On 7/6/07, David Fetter <david@xxxxxxxxxx> wrote:
At some point, you're going to realize that Rails is the problem, not the solution. It's written by people who do not understand what a shared data store is and reflects problems inherent in its native database platform: MySQL 3.23.
This is rampant FUD; generalizations such as these help nobody. There are plenty of developers, myself included, who use Rails in a relational way, with relational integrity, transactions and normalized schemas, none of which are particularly hampered by Rails' MySQLisms. On the other hand, it is true that ActiveRecord lacks some tools out of the box -- for example, model-level foreign key constraints are accessible through a plugin you need to install separately.
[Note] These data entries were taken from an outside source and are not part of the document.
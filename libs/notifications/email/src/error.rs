//! Error types for outgoing mail.

use thiserror::Error;

pub type EmailResult<T> = Result<T, EmailError>;

#[derive(Debug, Error)]
pub enum EmailError {
    #[error("Invalid address '{address}': {details}")]
    InvalidAddress { address: String, details: String },

    #[error("Failed to build message: {0}")]
    Build(String),

    #[error("Template error: {0}")]
    Template(String),

    /// Relay, network or authentication failure (SMTP, etc.)
    #[error("Provider error: {0}")]
    Provider(String),
}

impl From<handlebars::RenderError> for EmailError {
    fn from(err: handlebars::RenderError) -> Self {
        Self::Template(err.to_string())
    }
}

impl From<handlebars::TemplateError> for EmailError {
    fn from(err: handlebars::TemplateError) -> Self {
        Self::Template(err.to_string())
    }
}
use mongodb::{Client, bson::doc};
use std::time::{Duration, Instant};

use crate::common::{DatabaseError, DatabaseResult};

/// Run `{ ping: 1 }` against the admin database
pub(crate) async fn ping(client: &Client) -> mongodb::error::Result<()> {
    client
        .database("admin")
        .run_command(doc! { "ping": 1 })
        .await
        .map(|_| ())
}

/// Readiness probe: ping and report the round-trip time
pub async fn check_health(client: &Client) -> DatabaseResult<Duration> {
    let start = Instant::now();

    ping(client)
        .await
        .map_err(|e| DatabaseError::HealthCheckFailed(e.to_string()))?;

    Ok(start.elapsed())
}
//! Authentication module.
//!
//! - HS256 session tokens ([`JwtAuth`]) signed with a key from [`JwtConfig`]
//! - Bearer middleware that verifies the token and exposes an [`AuthSession`]
//!
//! ```ignore
//! let config = JwtConfig::from_env()?;
//! let auth = JwtAuth::new(&config);
//!
//! let protected = Router::new()
//!     .route("/user/profile", get(handler))
//!     .route_layer(axum::middleware::from_fn_with_state(auth, jwt_auth_middleware));
//! ```

pub mod config;
pub mod jwt;
pub mod middleware;

pub use config::JwtConfig;
pub use jwt::{JwtAuth, JwtClaims, SESSION_TOKEN_TTL, TokenError};
pub use middleware::{AuthSession, jwt_auth_middleware};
It is also true that some of ActiveRecord's mechanisms are less than clean, polymorphic associations in particular. Keep in mind that ActiveRecord is an object-relational mapper. There is the well-known impedance mismatch between object-oriented programming and the relational model, one that is not trivially overcome (the view-based example cited earlier in this thread is a paticularly egregious example of a non-trivial solution). Polymorphic associations is a practical solution that compromises relational purity for performance and ease of implementation, and it could be argued that it's a "good enough" solution for many developers, who are ultimately interested in getting things done, even if they "do not understand what a shared data store is". ActiveRecord's polymorphism can be explained on a paper napkin; I haven't encountered a purely relational solution in this thread that fits this description. Alexander.